2016-11-07 16:31 GMT+01:00 Lorenzo Miniero <lminiero at gmail.com>:

> 2016-11-07 16:17 GMT+01:00 Joshua Colp <jcolp at digium.com>:
>
>> Lorenzo Miniero wrote:
>>
>>> Hi all,
>>>
>>> apologies if this has been discussed before, but I couldn't find
>>> anything in the recent months on this group so I thought I'd write
>>> anyway.
>>>
>>> As a few others, I believe, I have been trying to find a way to make
>>> codec modules more aware of what's happening on the wire. In particular,
>>> the motivation for that comes from an attempt to make the open source
>>> Opus codec module more responsive and adaptive to changes in the
>>> network, taking advantage of the functionality the library provides in
>>> that respect (e.g., dynamic bitrate adaptation). The best approach to do
>>> that would obviously be providing codec modules with info on the RTCP
>>> feedback loop, e.g., in terms of losses the recipient has experienced,
>>> so that you can, for instance, change the bitrate in the encoder.
>>> Unfortunately, as of now there doesn't seem to be any way to make this
>>> possible, at least not in an easy way, in Asterisk out of the box.
>>> I've been investigating a few ways to do that, and have come up with
>>> some possible approaches, that I first wanted to discuss with you guys
>>> though, first of all to make sure I'm actually on the right path, and
>>> then to evaluate whether or not any of those can actually be integrated
>>> within the Asterisk code base (as I do believe such a feedback loop
>>> would be beneficial to other codec modules as well, and not only Opus).
>>> If you're interested in some more motivation behind this, you can read
>>> my discussion with Alexander Traud in a comment to his fork to the
>>> asterisk-opus repo here: https://github.com/traud/asterisk-opus/issues/3
>>>
>>>
>>> For the sake of completeness, Alexander himself thought of a possible
>>> approach for integrating this feedback in a comment to another post:
>>> https://github.com/seanbright/asterisk-opus/issues/25#issuec
>>> omment-249420010
>>> where the idea is to pass a reference of the ast_rtp_instance into the
>>> codec module itself. While this could possibly do the trick, I don't
>>> believe this would be a viable option, as it would break the
>>> architecture and module relationships, but I thought I'd mention it
>>> anyway.
>>>
>>> One possible option that I had thought about was extending ast_frame to
>>> convey RTCP feedback to modules, along with media to translate. This
>>> would allow such feedback to take the same "path" as media packets,
>>> meaning codec modules wouldn't need to be aware of any additional
>>> core-related feature, but only that sometimes they might receive control
>>> data instead of media to translate.

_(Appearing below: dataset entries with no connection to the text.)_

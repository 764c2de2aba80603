/// Describes an equation `r(x) = 0` posed over a [`Model`](crate::Model).
///
/// The solver owns the `N` unknowns `x`. The problem translates them into a
/// model input and, once the model has been called, reduces the input/output
/// pair to `N` residuals.
pub trait EquationProblem<const N: usize> {
    type Input;
    type Output;
    type InputError: std::error::Error + Send + Sync + 'static;
    type ResidualError: std::error::Error + Send + Sync + 'static;

    /// Builds the model input for the solver variables `x`.
    ///
    /// # Errors
    ///
    /// Returns an error if `x` cannot be mapped to a valid model input.
    fn input(&self, x: &[f64; N]) -> Result<Self::Input, Self::InputError>;

    /// Computes the residuals for a model call.
    ///
    /// # Errors
    ///
    /// Returns an error if the residuals cannot be computed.
    fn residuals(
        &self,
        input: &Self::Input,
        output: &Self::Output,
    ) -> Result<[f64; N], Self::ResidualError>;
}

Anyway, this could probably be
>>> problematic to integrate with the translator's architecture, and would
>>> probably need "cooperation" from channel modules as well, so may be a
>>> bit overkill and bug-prone.
>>>
>>
>> I don't think the ast_frame needs to be extended, but merely a new frame
>> type added that has a payload defined for this purpose. Right now reading
>> RTCP data returns a null frame. It can be changed to return this new frame
>> with the data. The ast_read function can recognize this frame type and
>> invoke what ever logic may be required. This can include giving this data
>> to the translation path (implementations can be changed to explicitly
>> define that they support it). This also does not alter the threading model
>> and gives a guarantee that the codec won't have to protect itself, like
>> would need to be done for a stasis message.
>>
>>
>
> Yes, a new ast_frame type is what I assumed would be a way as well, but as
> you point out it would indeed require some refactoring here and there to
> make the parties, and the translator core in particular, aware of that.
> Anyway, I guess this is fair and definitely makes sense and fits the
> architecture.
>
> I'll try to experiment with this approach as well and come back with some
> proof of concept code that shows this working.
>
>

Hi all,

I just completed a tentative patch that implements what we discussed. You
can find it attached (assuming mailman doesn't strip it), and I used the
Asterisk 14.1.2 as a basis if you want to try it. Can you give a look to
see if this is in line with what we discussed, and if as an approach it is
in line with the architecture philosophy of Asterisk itself?

To summarize, this is what I did:


   1. I added a new ast_frame frametype called AST_FRAME_RTCP (I guess we
   could re-use AST_FRAME_CONTROL with something like an AST_CONTROL_RTCP
   subclass, but that's semantics);
   2. I also added a new callback that translators can implement, called
   "feedback", that takes a pvt and a frame as parameters just as "framein";
   as a proof of concept, I implemented a placeholder method for codec_speex
   that prints the incoming feedback;
   3. when the RTP stack receives a SR/RR, ast_rtcp_read returns a frame
   containing a copy of the ast_rtp_rtcp_report object instead of a null frame;
   4. when __ast_read gets an AST_FRAME_RTCP frame, it checks if a "write"
   translator exists (as we want to notify the encoder, not the decoder) via
   ast_channel_writetrans(chan) and calls ast_translate over it to pass over
   the frame;
   5. when ast_translate gets an AST_FRAME_RTCP frame, it checks if the
   "feedback" callback exists for the specified translator, and if it does it
   sends the frame there;
   6. the feedback callback in the translator can be used by the codec to
   parse the ast_rtp_rtcp_report object and handle it accordingly.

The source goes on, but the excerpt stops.